An eight-day trial was set down for March 2014.

Lawyer Ellie Harrison, acting for the school’s board of trustees, applied for suppression of the name of the school and the accused saying identifying either could identify the children and the alleged offending could become the subject of “playground chit-chat”.

She said the school was not concerned with protecting its reputation and was only worried about the effect of publication on the children.

At least one of the children was unaware there were other complainants, she said

Justice Timothy Brewer questioned how secret the charges must be considering the school had written to all parents alerting them to the court action.

He later relented and granted name suppression until trial saying there was “a real risk of the complainants being identified or, at least, adversely affected”.

The accused was remanded on bail.


In the above case the victims were still children, attending the same school and yet Justice Brewer, in LF’s opinion an exceptionally competent Jurist, at least by New Zealand standards, was obviously reluctant to grant the application, taking quite some convincing that there was “a real risk of the complainants being identified or, at least, adversely affected”.

In the case of the convicted man named in the New Zealand Heralds stories of May 6th and 7th 2014, Keith William Dixon, there was no defended hearing, no witnesses to protect. Mr Dixon had already pled guilty to the offending back in Febuary 2014.

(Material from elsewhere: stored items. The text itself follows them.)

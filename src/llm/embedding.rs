//! 嵌入提供方
//!
//! OpenAiEmbedder 调用 OpenAI 兼容 /embeddings 端点；HashEmbedder 为离线默认实现
//! （特征哈希 + L2 归一化，同一文本总得到同一向量）。

use async_openai::config::OpenAIConfig;
use async_openai::types::embeddings::{CreateEmbeddingRequestArgs, EmbeddingInput};
use async_openai::Client;
use async_trait::async_trait;

use crate::llm::LlmError;
use crate::memory::tokenizer;

#[async_trait]
pub trait EmbeddingProvider: Send + Sync {
    async fn embed(&self, text: &str) -> Result<Vec<f32>, LlmError>;
}

pub struct OpenAiEmbedder {
    client: Client<OpenAIConfig>,
    model: String,
}

impl OpenAiEmbedder {
    pub fn new(base_url: Option<&str>, model: &str, api_key: &str) -> Self {
        let config = match base_url {
            Some(url) => OpenAIConfig::new().with_api_base(url).with_api_key(api_key),
            None => OpenAIConfig::new().with_api_key(api_key),
        };
        Self {
            client: Client::with_config(config),
            model: model.to_string(),
        }
    }
}

#[async_trait]
impl EmbeddingProvider for OpenAiEmbedder {
    async fn embed(&self, text: &str) -> Result<Vec<f32>, LlmError> {
        let text = text.trim();
        if text.is_empty() {
            return Err(LlmError::Request("cannot embed empty text".to_string()));
        }
        let request = CreateEmbeddingRequestArgs::default()
            .model(&self.model)
            .input(EmbeddingInput::String(text.to_string()))
            .build()
            .map_err(|e| LlmError::Request(e.to_string()))?;
        let response = self
            .client
            .embeddings()
            .create(request)
            .await
            .map_err(|e| LlmError::Request(e.to_string()))?;
        response
            .data
            .first()
            .map(|e| e.embedding.clone())
            .filter(|e| !e.is_empty())
            .ok_or(LlmError::EmptyResponse)
    }
}

/// 特征哈希嵌入：每个词经 FNV-1a 映射到一个维度，符号由哈希高位决定
pub struct HashEmbedder {
    dimensions: usize,
}

impl HashEmbedder {
    pub const DEFAULT_DIMENSIONS: usize = 256;

    pub fn new(dimensions: usize) -> Self {
        Self {
            dimensions: dimensions.max(1),
        }
    }

    pub fn embed_text(&self, text: &str) -> Vec<f32> {
        let mut vector = vec![0.0f32; self.dimensions];
        for token in tokenizer::tokenize(text) {
            let hash = fnv1a(token.as_bytes());
            let index = (hash % self.dimensions as u64) as usize;
            let sign = if hash >> 63 == 0 { 1.0 } else { -1.0 };
            vector[index] += sign;
        }
        let norm = vector.iter().map(|v| v * v).sum::<f32>().sqrt();
        if norm > 0.0 {
            for v in &mut vector {
                *v /= norm;
            }
        }
        vector
    }
}

impl Default for HashEmbedder {
    fn default() -> Self {
        Self::new(Self::DEFAULT_DIMENSIONS)
    }
}

fn fnv1a(bytes: &[u8]) -> u64 {
    let mut hash: u64 = 0xcbf29ce484222325;
    for b in bytes {
        hash ^= *b as u64;
        hash = hash.wrapping_mul(0x100000001b3);
    }
    hash
}

#[async_trait]
impl EmbeddingProvider for HashEmbedder {
    async fn embed(&self, text: &str) -> Result<Vec<f32>, LlmError> {
        Ok(self.embed_text(text))
    }
}

#[cfg(test)]
mod tests {
    use super::*;
    use crate::memory::cosine_similarity;

    #[test]
    fn test_hash_embedding_deterministic_and_normalized() {
        let embedder = HashEmbedder::default();
        let a = embedder.embed_text("weather forecast for Paris");
        let b = embedder.embed_text("weather forecast for Paris");
        assert_eq!(a, b);
        let norm: f32 = a.iter().map(|v| v * v).sum::<f32>().sqrt();
        assert!((norm - 1.0).abs() < 1e-5);
    }

    #[test]
    fn test_hash_embedding_similarity_tracks_overlap() {
        let embedder = HashEmbedder::default();
        let query = embedder.embed_text("rust ownership rules");
        let close = embedder.embed_text("ownership rules in rust explained");
        let far = embedder.embed_text("banana bread recipe");
        assert!(cosine_similarity(&query, &close) > cosine_similarity(&query, &far));
    }

    #[test]
    fn test_empty_text_embeds_to_zero_vector() {
        let embedder = HashEmbedder::new(8);
        assert_eq!(embedder.embed_text(""), vec![0.0; 8]);
    }
}
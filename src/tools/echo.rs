//! Echo 工具（诊断 / 测试用）

use async_trait::async_trait;
use serde_json::Value;

use crate::tools::{SideEffectClass, Tool, ToolDescriptor, ToolOutput};

/// Echo 工具：原样返回 text
pub struct EchoTool {
    descriptor: ToolDescriptor,
}

impl EchoTool {
    pub fn new() -> Self {
        let descriptor = ToolDescriptor::new(
            "echo",
            "Echo text back (diagnostics). Args: {\"text\": \"message\"}",
            SideEffectClass::Pure,
        )
        .with_input_schema(serde_json::json!({
            "type": "object",
            "properties": {"text": {"type": "string"}},
            "required": ["text"]
        }))
        .with_output_schema(serde_json::json!({
            "type": "object",
            "properties": {"text": {"type": "string"}},
            "required": ["text"]
        }));
        Self { descriptor }
    }
}

impl Default for EchoTool {
    fn default() -> Self {
        Self::new()
    }
}

#[async_trait]
impl Tool for EchoTool {
    fn descriptor(&self) -> &ToolDescriptor {
        &self.descriptor
    }

    async fn invoke(&self, args: Value) -> Result<ToolOutput, String> {
        let text = args
            .get("text")
            .and_then(|v| v.as_str())
            .unwrap_or("(empty)");
        Ok(ToolOutput::new(serde_json::json!({ "text": text })))
    }
}
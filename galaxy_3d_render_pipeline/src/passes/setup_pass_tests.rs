use glam::Vec4;
use crate::graphics_device::mock_graphics_device::MockRenderContext;
use crate::graphics_device::FilterMode;
use crate::passes::test_support::{camera, config, graph, MISSING};
use crate::render_graph::{BindingValue, EditorCapabilities};
use super::*;

// ============================================================================
// effective_clear_flags
// ============================================================================

#[test]
fn test_clear_flags_kept_without_intermediate_buffer() {
    for flags in [ClearFlags::Skybox, ClearFlags::Color, ClearFlags::Depth, ClearFlags::Nothing] {
        assert_eq!(effective_clear_flags(flags, false), flags);
    }
}

#[test]
fn test_clear_flags_become_color_with_intermediate_buffer() {
    for flags in [ClearFlags::Skybox, ClearFlags::Color, ClearFlags::Depth, ClearFlags::Nothing] {
        assert_eq!(effective_clear_flags(flags, true), ClearFlags::Color);
    }
}

// ============================================================================
// Recording
// ============================================================================

#[test]
fn test_no_attachments_without_intermediate_buffer() {
    let camera = camera(ClearFlags::Skybox);
    let config = config(&camera, false, false);
    let mut graph = graph(EditorCapabilities::empty());
    let mut ctx = MockRenderContext::new();

    let mut scope = graph.begin_frame("Main Camera");
    let textures = SetupPass::record(&mut scope, &camera, &config, MISSING).unwrap();
    assert_eq!(textures, CameraTextures::default());
    let report = scope.end_frame(&mut ctx).unwrap();
    assert_eq!(report.transient_targets, 0);

    let state = ctx.state.lock().unwrap();
    assert_eq!(
        state.lines_starting_with("set_render_target"),
        vec!["set_render_target CameraTarget/Load/Store depth=none"]
    );
    assert_eq!(
        state.lines_starting_with("clear_render_target"),
        vec!["clear_render_target depth=true color=true [0.0, 0.0, 0.0, 0.0]"]
    );
}

#[test]
fn test_depth_only_clear_without_intermediate_buffer() {
    let camera = camera(ClearFlags::Depth);
    let config = config(&camera, false, false);
    let mut graph = graph(EditorCapabilities::empty());
    let mut ctx = MockRenderContext::new();

    let mut scope = graph.begin_frame("Main Camera");
    SetupPass::record(&mut scope, &camera, &config, MISSING).unwrap();
    scope.end_frame(&mut ctx).unwrap();

    let state = ctx.state.lock().unwrap();
    assert_eq!(
        state.lines_starting_with("clear_render_target"),
        vec!["clear_render_target depth=true color=false [0.0, 0.0, 0.0, 0.0]"]
    );
}

#[test]
fn test_intermediate_attachments_declared_and_cleared_to_background() {
    let mut camera = camera(ClearFlags::Skybox);
    camera.set_background_color(Vec4::new(0.2, 0.4, 0.6, 1.0));
    let config = config(&camera, true, false);
    let mut graph = graph(EditorCapabilities::empty());
    let mut ctx = MockRenderContext::new();

    let mut scope = graph.begin_frame("Main Camera");
    let textures = SetupPass::record(&mut scope, &camera, &config, MISSING).unwrap();
    let (color, depth) = textures.attachments().unwrap();

    let color_desc = scope.target(color).unwrap().desc;
    assert_eq!((color_desc.width, color_desc.height), (640, 480));
    assert_eq!(color_desc.format, TextureFormat::R16G16B16A16_SFLOAT);
    assert_eq!(color_desc.filter, FilterMode::Bilinear);
    let depth_desc = scope.target(depth).unwrap().desc;
    assert_eq!(depth_desc.depth_bits, 32);
    assert_eq!(depth_desc.filter, FilterMode::Point);
    scope.end_frame(&mut ctx).unwrap();

    let state = ctx.state.lock().unwrap();
    assert_eq!(
        state.lines_starting_with("set_render_target"),
        vec!["set_render_target Temporary(0)/DontCare/Store depth=Temporary(1)/DontCare/Store"]
    );
    assert_eq!(
        state.lines_starting_with("clear_render_target"),
        vec!["clear_render_target depth=true color=true [0.2, 0.4, 0.6, 1.0]"]
    );
}

#[test]
fn test_ldr_attachment_when_hdr_disallowed() {
    let mut camera = camera(ClearFlags::Color);
    camera.set_allow_hdr(false);
    let config = config(&camera, false, true);
    let mut graph = graph(EditorCapabilities::empty());

    let mut scope = graph.begin_frame("Main Camera");
    let textures = SetupPass::record(&mut scope, &camera, &config, MISSING).unwrap();
    let color = textures.color_attachment.unwrap();
    assert_eq!(scope.target(color).unwrap().desc.format, TextureFormat::R8G8B8A8_UNORM);
}

#[test]
fn test_globals_bound_after_setup() {
    let camera = camera(ClearFlags::Skybox);
    let config = config(&camera, true, true);
    let mut graph = graph(EditorCapabilities::empty());
    let mut ctx = MockRenderContext::new();

    let mut scope = graph.begin_frame("Main Camera");
    SetupPass::record(&mut scope, &camera, &config, MISSING).unwrap();
    scope.end_frame(&mut ctx).unwrap();

    let state = ctx.state.lock().unwrap();
    assert_eq!(
        state.global(GlobalBinding::BufferSize),
        Some(BindingValue::Vector(Vec4::new(1.0 / 640.0, 1.0 / 480.0, 640.0, 480.0)))
    );
    // Attachments released at the end of the frame's only pass
    assert_eq!(state.global(GlobalBinding::ColorAttachment), Some(BindingValue::Texture(MISSING)));
    assert_eq!(state.global(GlobalBinding::ColorTexture), Some(BindingValue::Texture(MISSING)));
    assert_eq!(state.global(GlobalBinding::DepthTexture), Some(BindingValue::Texture(MISSING)));
}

This is where we find our first “coincidence”, Dixon pled guilty and was remanded the same month that the Government announced the appointment of Simon Moore to the High Court bench.

All that remained was for Dixon to be sentenced. There was no need to protect the victim in this case, he was an adult and by all accounts very much wanted his story told; most especially the part that involved the behaviour of the school, its board of trustees, and in particular the letter he received from its chairman.

In fact, given that Dixon had admitted and pled Guilty to the charges in February this year, why then was it that the sentencing hearing was delayed for four months?

Why was it, given the straight forward circumstances, that the sentencing judge granted permanent suppression orders over the case in question?

The fact that there were strange delays and other legal shenanigans surrounding this case comes as no surprise to LF when you factor in one more aspect, that being the name of the presiding judge.

Judge Edward Paul?……Who that fuck is he, we thought to ourselves. Was he a recent appointment to the District Court bench in Auckland? In short we here at LF did not recognise the name.

The penny soon dropped, when LF found no mention of Judge “Edward”. The District court listing only one judge; E.P. Paul DCJ.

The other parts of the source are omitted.